Stored data:
+++
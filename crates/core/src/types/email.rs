//! Email address type used for editor accounts.

use core::fmt;

use serde::{Deserialize, Serialize};

/// Errors that can occur when parsing an [`Email`].
#[derive(thiserror::Error, Debug, Clone, PartialEq, Eq)]
pub enum EmailError {
    /// The input string is empty.
    #[error("email cannot be empty")]
    Empty,
    /// The input string is too long.
    #[error("email must be at most {max} characters")]
    TooLong {
        /// Maximum allowed length.
        max: usize,
    },
    /// The input is not of the form `local@domain`.
    #[error("email must have the form local@domain")]
    Malformed,
}

/// An editor's email address.
///
/// Validation is structural only (a non-empty local part and domain around a
/// single `@`); the backend is the authority on whether an address exists.
#[derive(Debug, Clone, Serialize, Deserialize, PartialEq, Eq, Hash)]
#[serde(transparent)]
pub struct Email(String);

impl Email {
    /// Maximum length of an email address (RFC 5321).
    pub const MAX_LENGTH: usize = 254;

    /// Parse an `Email` from a string.
    ///
    /// # Errors
    ///
    /// Returns an error if the input is empty, longer than 254 characters,
    /// or not of the form `local@domain`.
    pub fn parse(s: &str) -> Result<Self, EmailError> {
        if s.is_empty() {
            return Err(EmailError::Empty);
        }

        if s.len() > Self::MAX_LENGTH {
            return Err(EmailError::TooLong {
                max: Self::MAX_LENGTH,
            });
        }

        match s.split_once('@') {
            Some((local, domain)) if !local.is_empty() && !domain.is_empty() => {
                Ok(Self(s.to_owned()))
            }
            _ => Err(EmailError::Malformed),
        }
    }

    /// Returns the email address as a string slice.
    #[must_use]
    pub fn as_str(&self) -> &str {
        &self.0
    }

    /// Consumes the `Email` and returns its inner string.
    #[must_use]
    pub fn into_inner(self) -> String {
        self.0
    }
}

impl fmt::Display for Email {
    fn fmt(&self, f: &mut fmt::Formatter<'_>) -> fmt::Result {
        write!(f, "{}", self.0)
    }
}

impl std::str::FromStr for Email {
    type Err = EmailError;

    fn from_str(s: &str) -> Result<Self, Self::Err> {
        Self::parse(s)
    }
}

impl AsRef<str> for Email {
    fn as_ref(&self) -> &str {
        &self.0
    }
}
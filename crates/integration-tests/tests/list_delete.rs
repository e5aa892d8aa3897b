//! List and delete flow against a mocked backend.

#![allow(clippy::unwrap_used)]

use std::sync::Arc;

use wiremock::matchers::{method, path, query_param};
use wiremock::{Mock, MockServer, ResponseTemplate};

use quillpress_admin::PostList;
use quillpress_client::{ContentStore, RestContentStore};
use quillpress_core::{PostId, PostStatus};
use quillpress_integration_tests::{client_for, post_json};

fn store_for(server_uri: &str) -> (Arc<dyn ContentStore>, tempfile::TempDir) {
    let (client, dir) = client_for(server_uri);
    (Arc::new(RestContentStore::new(client)), dir)
}

fn three_posts() -> serde_json::Value {
    serde_json::json!([
        post_json(1, "first", "published"),
        post_json(2, "second", "draft"),
        post_json(3, "third", "published"),
    ])
}

#[tokio::test]
async fn confirmed_delete_removes_record_preserving_order() {
    let server = MockServer::start().await;
    let (store, _dir) = store_for(&server.uri());

    Mock::given(method("GET"))
        .and(path("/posts"))
        .respond_with(ResponseTemplate::new(200).set_body_json(three_posts()))
        .mount(&server)
        .await;

    Mock::given(method("DELETE"))
        .and(path("/posts/2"))
        .respond_with(ResponseTemplate::new(200).set_body_json(serde_json::json!({})))
        .expect(1)
        .mount(&server)
        .await;

    let mut list = PostList::open(store).await.unwrap();
    assert_eq!(list.posts().len(), 3);

    assert!(list.request_delete(PostId::new(2)));
    list.confirm_delete().await.unwrap();

    // removed in place, no re-fetch, order preserved
    let slugs: Vec<_> = list.posts().iter().map(|p| p.slug.as_str()).collect();
    assert_eq!(slugs, vec!["first", "third"]);
}

#[tokio::test]
async fn failed_delete_leaves_list_unchanged() {
    let server = MockServer::start().await;
    let (store, _dir) = store_for(&server.uri());

    Mock::given(method("GET"))
        .and(path("/posts"))
        .respond_with(ResponseTemplate::new(200).set_body_json(three_posts()))
        .mount(&server)
        .await;

    Mock::given(method("DELETE"))
        .and(path("/posts/2"))
        .respond_with(
            ResponseTemplate::new(500)
                .set_body_json(serde_json::json!({"message": "storage failure"})),
        )
        .mount(&server)
        .await;

    let mut list = PostList::open(store).await.unwrap();
    assert!(list.request_delete(PostId::new(2)));
    assert!(list.confirm_delete().await.is_err());

    assert_eq!(list.posts().len(), 3);
    assert_eq!(list.notice(), Some("Failed to delete post: storage failure"));
}

#[tokio::test]
async fn unconfirmed_delete_sends_nothing() {
    let server = MockServer::start().await;
    let (store, _dir) = store_for(&server.uri());

    Mock::given(method("GET"))
        .and(path("/posts"))
        .respond_with(ResponseTemplate::new(200).set_body_json(three_posts()))
        .mount(&server)
        .await;

    Mock::given(method("DELETE"))
        .respond_with(ResponseTemplate::new(200).set_body_json(serde_json::json!({})))
        .expect(0)
        .mount(&server)
        .await;

    let mut list = PostList::open(store).await.unwrap();
    assert!(list.request_delete(PostId::new(1)));
    list.cancel_delete();
    list.confirm_delete().await.unwrap();

    assert_eq!(list.posts().len(), 3);
}

#[tokio::test]
async fn filter_change_refetches_with_query_param() {
    let server = MockServer::start().await;
    let (store, _dir) = store_for(&server.uri());

    // mounted first so it wins over the unfiltered mock below
    Mock::given(method("GET"))
        .and(path("/posts"))
        .and(query_param("status", "draft"))
        .respond_with(
            ResponseTemplate::new(200)
                .set_body_json(serde_json::json!([post_json(2, "second", "draft")])),
        )
        .expect(1)
        .mount(&server)
        .await;

    Mock::given(method("GET"))
        .and(path("/posts"))
        .respond_with(ResponseTemplate::new(200).set_body_json(three_posts()))
        .mount(&server)
        .await;

    let mut list = PostList::open(store).await.unwrap();
    list.set_filter(Some(PostStatus::Draft)).await.unwrap();

    let slugs: Vec<_> = list.posts().iter().map(|p| p.slug.as_str()).collect();
    assert_eq!(slugs, vec!["second"]);
}
//! Client configuration loaded from environment variables.
//!
//! # Environment Variables
//!
//! ## Optional
//! - `QUILLPRESS_API_URL` - Base URL all request paths are resolved against
//!   (default: `http://localhost:3000/api`)
//! - `QUILLPRESS_HOME` - Directory holding persisted client state such as the
//!   credential file (default: `~/.quillpress`)

use std::path::PathBuf;

use thiserror::Error;
use url::Url;

/// Default backend base URL, matching a locally running API server.
const DEFAULT_API_URL: &str = "http://localhost:3000/api";

/// Directory under the home directory used when `QUILLPRESS_HOME` is unset.
const DEFAULT_HOME_DIR: &str = ".quillpress";

/// Configuration errors that can occur during loading.
#[derive(Debug, Error)]
pub enum ConfigError {
    #[error("Invalid environment variable {0}: {1}")]
    InvalidEnvVar(String, String),
    #[error("Could not determine a home directory; set QUILLPRESS_HOME")]
    NoHomeDir,
}

/// Client configuration.
///
/// Resolved once at process start; every [`crate::ApiClient`] keeps a copy of
/// the base URL and resolves relative request paths against it.
#[derive(Debug, Clone)]
pub struct ClientConfig {
    /// Base URL for the backend, without a trailing slash.
    pub base_url: String,
    /// Directory holding persisted client state (credential file).
    pub state_dir: PathBuf,
}

impl ClientConfig {
    /// Load configuration from environment variables.
    ///
    /// Calls `dotenvy::dotenv()` to load from a `.env` file if present.
    ///
    /// # Errors
    ///
    /// Returns `ConfigError` if `QUILLPRESS_API_URL` is not a valid URL, or
    /// if no home directory can be found while `QUILLPRESS_HOME` is unset.
    pub fn from_env() -> Result<Self, ConfigError> {
        // Load .env file if present (ignore errors if not found)
        let _ = dotenvy::dotenv();

        let base_url = get_env_or_default("QUILLPRESS_API_URL", DEFAULT_API_URL);
        let state_dir = match std::env::var("QUILLPRESS_HOME") {
            Ok(dir) => PathBuf::from(dir),
            Err(_) => dirs::home_dir()
                .ok_or(ConfigError::NoHomeDir)?
                .join(DEFAULT_HOME_DIR),
        };

        Self::new(&base_url, state_dir)
    }

    /// Build a configuration from explicit values.
    ///
    /// # Errors
    ///
    /// Returns `ConfigError` if `base_url` is not a valid absolute URL.
    pub fn new(base_url: &str, state_dir: PathBuf) -> Result<Self, ConfigError> {
        Url::parse(base_url).map_err(|e| {
            ConfigError::InvalidEnvVar("QUILLPRESS_API_URL".to_string(), e.to_string())
        })?;

        Ok(Self {
            base_url: base_url.trim_end_matches('/').to_string(),
            state_dir,
        })
    }
}

/// Get an environment variable with a default value.
fn get_env_or_default(key: &str, default: &str) -> String {
    std::env::var(key).unwrap_or_else(|_| default.to_string())
}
+++
• Your assignment
Copy out the entries above exactly as given, starting at the top and ending with the line containing "string is empty."; include both and nothing more.

• Answer to the problem
filename crates/core/src/types/email.rs
//! Email address type used for editor accounts.

use core::fmt;

use serde::{Deserialize, Serialize};

/// Errors that can occur when parsing an [`Email`].
#[derive(thiserror::Error, Debug, Clone, PartialEq, Eq)]
pub enum EmailError {
    /// The input string is empty.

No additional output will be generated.